BEGIN

//! OpenAiModel - Direct REST API implementation for OpenAI GPT.
//!
//! Calls the OpenAI Chat Completions API directly without CLI dependency.
//! The API key comes from the `OPENAI_API_KEY` environment variable or is
//! provided explicitly.

use async_trait::async_trait;
use reqwest::{Client, StatusCode, header::HeaderValue};
use serde::{Deserialize, Serialize};
use std::env;
use std::time::Duration;

use crate::capability::{CapabilityError, CompletionRequest, LanguageModel};
use partforge_core::attachment::Attachment;

const DEFAULT_OPENAI_MODEL: &str = "gpt-4o";
const BASE_URL: &str = "https://api.openai.com/v1/chat/completions";

/// Capability implementation that talks to the OpenAI HTTP API.
#[derive(Clone)]
pub struct OpenAiModel {
    client: Client,
    api_key: String,
    default_model: String,
}

impl OpenAiModel {
    /// Creates a new capability with the provided API key.
    pub fn new(api_key: impl Into<String>) -> Self {
        Self {
            client: Client::new(),
            api_key: api_key.into(),
            default_model: DEFAULT_OPENAI_MODEL.to_string(),
        }
    }

    /// Loads the API key from the `OPENAI_API_KEY` environment variable.
    /// The model name defaults to `gpt-4o` unless `OPENAI_MODEL_NAME` is set.
    pub fn try_from_env() -> Result<Self, CapabilityError> {
        let api_key = env::var("OPENAI_API_KEY").map_err(|_| {
            CapabilityError::ExecutionFailed(
                "OPENAI_API_KEY not found in environment variables".into(),
            )
        })?;

        let default_model =
            env::var("OPENAI_MODEL_NAME").unwrap_or_else(|_| DEFAULT_OPENAI_MODEL.into());
        Ok(Self::new(api_key).with_default_model(default_model))
    }

    /// Overrides the default model used when a request carries none.
    pub fn with_default_model(mut self, model: impl Into<String>) -> Self {
        self.default_model = model.into();
        self
    }

    fn build_messages(request: &CompletionRequest) -> Result<Vec<ChatMessage>, CapabilityError> {
        let mut messages = Vec::new();

        if !request.system.is_empty() {
            messages.push(ChatMessage {
                role: "system".to_string(),
                content: vec![MessageContent::Text {
                    text: request.system.clone(),
                }],
            });
        }

        let mut content_parts = Vec::new();
        if !request.prompt.trim().is_empty() {
            content_parts.push(MessageContent::Text {
                text: request.prompt.clone(),
            });
        }
        for attachment in &request.images {
            content_parts.push(attachment_to_content(attachment));
        }

        if content_parts.is_empty() {
            return Err(CapabilityError::ExecutionFailed(
                "OpenAI request must include text or attachments".into(),
            ));
        }

        messages.push(ChatMessage {
            role: "user".to_string(),
            content: content_parts,
        });

        Ok(messages)
    }

    async fn send_request(&self, body: &ChatCompletionRequest) -> Result<String, CapabilityError> {
        let response = self
            .client
            .post(BASE_URL)
            .header("Authorization", format!("Bearer {}", self.api_key))
            .header("content-type", "application/json")
            .json(body)
            .send()
            .await
            .map_err(|err| CapabilityError::Process {
                status_code: None,
                message: format!("OpenAI API request failed: {err}"),
                is_retryable: err.is_connect() || err.is_timeout(),
                retry_after: None,
            })?;

        if !response.status().is_success() {
            let status = response.status();
            let retry_after = parse_retry_after(response.headers().get("retry-after"));
            let body_text = response
                .text()
                .await
                .unwrap_or_else(|_| "Failed to read OpenAI error body".to_string());
            return Err(map_http_error(status, body_text, retry_after));
        }

        let parsed: ChatCompletionResponse = response
            .json()
            .await
            .map_err(|err| CapabilityError::Parse(format!("OpenAI response: {err}")))?;

        extract_text_response(parsed)
    }
}

#[async_trait]
impl LanguageModel for OpenAiModel {
    fn expertise(&self) -> &str {
        "OpenAI GPT capability for general-purpose reasoning and coding tasks"
    }

    async fn complete(&self, request: CompletionRequest) -> Result<String, CapabilityError> {
        let messages = Self::build_messages(&request)?;

        let model = if request.model.is_empty() {
            self.default_model.clone()
        } else {
            request.model.clone()
        };

        let body = ChatCompletionRequest {
            model,
            messages,
            max_tokens: Some(request.max_tokens),
        };

        self.send_request(&body).await
    }
}

fn attachment_to_content(attachment: &Attachment) -> MessageContent {
    // OpenAI expects data URLs for base64 images
    let data_url = format!("data:{};base64,{}", attachment.mime_type, attachment.data);
    MessageContent::ImageUrl {
        image_url: ImageUrl { url: data_url },
    }
}

#[derive(Serialize)]
struct ChatCompletionRequest {
    model: String,
    messages: Vec<ChatMessage>,
    #[serde(skip_serializing_if = "Option::is_none")]
    max_tokens: Option<u32>,
}

#[derive(Serialize)]
struct ChatMessage {
    role: String,
    content: Vec<MessageContent>,
}

enum MessageContent {
    Text { text: String },
    ImageUrl { image_url: ImageUrl },
}

// Custom serialization for MessageContent
impl Serialize for MessageContent {
    fn serialize<S>(&self, serializer: S) -> Result<S::Ok, S::Error>
    where
        S: serde::Serializer,
    {
        use serde::ser::SerializeMap;

        let mut map = serializer.serialize_map(None)?;

        match self {
            MessageContent::Text { text } => {
                map.serialize_entry("type", "text")?;
                map.serialize_entry("text", text)?;
            }
            MessageContent::ImageUrl { image_url } => {
                map.serialize_entry("type", "image_url")?;
                map.serialize_entry("image_url", image_url)?;
            }
        }

        map.end()
    }
}

#[derive(Serialize)]
struct ImageUrl {
    url: String,
}

#[derive(Deserialize)]
struct ChatCompletionResponse {
    choices: Vec<Choice>,
}

#[derive(Deserialize)]
struct Choice {
    message: ResponseMessage,
}

#[derive(Deserialize)]
struct ResponseMessage {
    content: Option<String>,
}

#[derive(Deserialize)]
struct ErrorResponse {
    error: ErrorBody,
}

#[derive(Deserialize)]
struct ErrorBody {
    message: String,
    #[allow(dead_code)]
    r#type: Option<String>,
    #[allow(dead_code)]
    code: Option<String>,
}

fn extract_text_response(response: ChatCompletionResponse) -> Result<String, CapabilityError> {
    response
        .choices
        .into_iter()
        .next()
        .and_then(|choice| choice.message.content)
        .ok_or_else(|| {
            CapabilityError::Parse("OpenAI API returned no content in the response".into())
        })
}

fn map_http_error(
    status: StatusCode,
    body: String,
    retry_after: Option<Duration>,
) -> CapabilityError {
    let message = serde_json::from_str::<ErrorResponse>(&body)
        .map(|wrapper| wrapper.error.message)
        .unwrap_or_else(|_| body.clone());

    let is_retryable = matches!(
        status,
        StatusCode::TOO_MANY_REQUESTS
            | StatusCode::INTERNAL_SERVER_ERROR
            | StatusCode::BAD_GATEWAY
            | StatusCode::SERVICE_UNAVAILABLE
            | StatusCode::GATEWAY_TIMEOUT
    );

    CapabilityError::Process {
        status_code: Some(status.as_u16()),
        message,
        is_retryable,
        retry_after,
    }
}

fn parse_retry_after(header: Option<&HeaderValue>) -> Option<Duration> {
    let value = header?.to_str().ok()?;
    if let Ok(seconds) = value.parse::<u64>() {
        return Some(Duration::from_secs(seconds));
    }

    // Retry-After HTTP-date parsing is omitted for simplicity
    None
}

#[cfg(test)]
mod tests {
    use super::*;

    #[test]
    fn test_image_attachment_becomes_data_url() {
        let attachment = Attachment::new(
            partforge_core::attachment::AttachmentKind::Image,
            "aWc=",
            "image/png",
            "ref",
        )
        .unwrap();
        let content = attachment_to_content(&attachment);
        let json = serde_json::to_value(&content).unwrap();
        assert_eq!(json["type"], "image_url");
        assert_eq!(json["image_url"]["url"], "data:image/png;base64,aWc=");
    }

    #[test]
    fn test_system_prompt_becomes_system_message() {
        let request = CompletionRequest::new("be terse", "make a box");
        let messages = OpenAiModel::build_messages(&request).unwrap();
        assert_eq!(messages.len(), 2);
        assert_eq!(messages[0].role, "system");
        assert_eq!(messages[1].role, "user");
    }
}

END

Find and show each line of the listing with the word "user".

            role: "user".to_string(),
        assert_eq!(messages[1].role, "user");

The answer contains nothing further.